Give the data again exactly as it is written.
◇ ◇ ◇ ◇ ◇ ◇ ◇
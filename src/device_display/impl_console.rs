use crate::device_display::interface::{DeviceDisplay, DisplayEvent, View};
use crate::terminal::Terminal;
use std::error::Error;
use std::sync::mpsc::Receiver;
use std::sync::{Arc, Mutex};

pub struct DeviceDisplayConsole {
    terminal: Arc<Terminal>,
    shown: Mutex<Option<View>>,
}

impl DeviceDisplayConsole {
    pub fn new(terminal: Arc<Terminal>) -> Self {
        Self {
            terminal,
            shown: Mutex::new(None),
        }
    }
}

impl DeviceDisplay for DeviceDisplayConsole {
    fn render(&self, view: &View) -> Result<(), Box<dyn Error + Send + Sync>> {
        let mut shown = self.shown.lock().map_err(|_| "console display poisoned")?;

        let previous = shown.take();
        let photo_changed = previous
            .as_ref()
            .map_or(true, |previous| !previous.shows_same_photo(view.photo.as_ref()));
        let text_changed = previous
            .as_ref()
            .map_or(true, |previous| previous.text != view.text);
        let became_ready = view.can_take_picture
            && previous
                .as_ref()
                .map_or(true, |previous| !previous.can_take_picture);

        if photo_changed {
            if let Some(photo) = &view.photo {
                let (width, height) = photo.upright_dimensions();
                println!("┌ photo {}x{}", width, height);
            }
        }

        if text_changed {
            println!("│ {}", view.text.replace('\n', "\n│ "));
        }

        if became_ready {
            println!("└ Press Enter to take a photo, q to quit.");
        }

        *shown = Some(view.clone());
        Ok(())
    }

    fn events(&self) -> Receiver<DisplayEvent> {
        self.terminal.subscribe()
    }
}
#[cfg(test)]
pub mod impl_fake;
pub mod impl_tract_onnx;
pub mod interface;
pub mod models;
pub mod ranking;
pub mod tract;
◇ ◇ ◇ ◇ ◇ ◇ ◇
**Exercise answer:**
filename src/device_display/impl_console.rs
use crate::device_display::interface::{DeviceDisplay, DisplayEvent, View};
use crate::terminal::Terminal;
use std::error::Error;
use std::sync::mpsc::Receiver;
use std::sync::{Arc, Mutex};

pub struct DeviceDisplayConsole {
    terminal: Arc<Terminal>,
    shown: Mutex<Option<View>>,
}

impl DeviceDisplayConsole {
    pub fn new(terminal: Arc<Terminal>) -> Self {
        Self {
            terminal,
            shown: Mutex::new(None),
        }
    }
}

impl DeviceDisplay for DeviceDisplayConsole {
    fn render(&self, view: &View) -> Result<(), Box<dyn Error + Send + Sync>> {
        let mut shown = self.shown.lock().map_err(|_| "console display poisoned")?;

        let previous = shown.take();
        let photo_changed = previous
            .as_ref()
            .map_or(true, |previous| !previous.shows_same_photo(view.photo.as_ref()));
        let text_changed = previous
            .as_ref()
            .map_or(true, |previous| previous.text != view.text);
        let became_ready = view.can_take_picture
            && previous
                .as_ref()
                .map_or(true, |previous| !previous.can_take_picture);

        if photo_changed {
            if let Some(photo) = &view.photo {
                let (width, height) = photo.upright_dimensions();
                println!("┌ photo {}x{}", width, height);
            }
        }

        if text_changed {
            println!("│ {}", view.text.replace('\n', "\n│ "));
        }

        if became_ready {
            println!("└ Press Enter to take a photo, q to quit.");
        }

        *shown = Some(view.clone());
        Ok(())
    }

    fn events(&self) -> Receiver<DisplayEvent> {
        self.terminal.subscribe()
    }
}
#[cfg(test)]
pub mod impl_fake;
pub mod impl_tract_onnx;
pub mod interface;
pub mod models;
pub mod ranking;
pub mod tract;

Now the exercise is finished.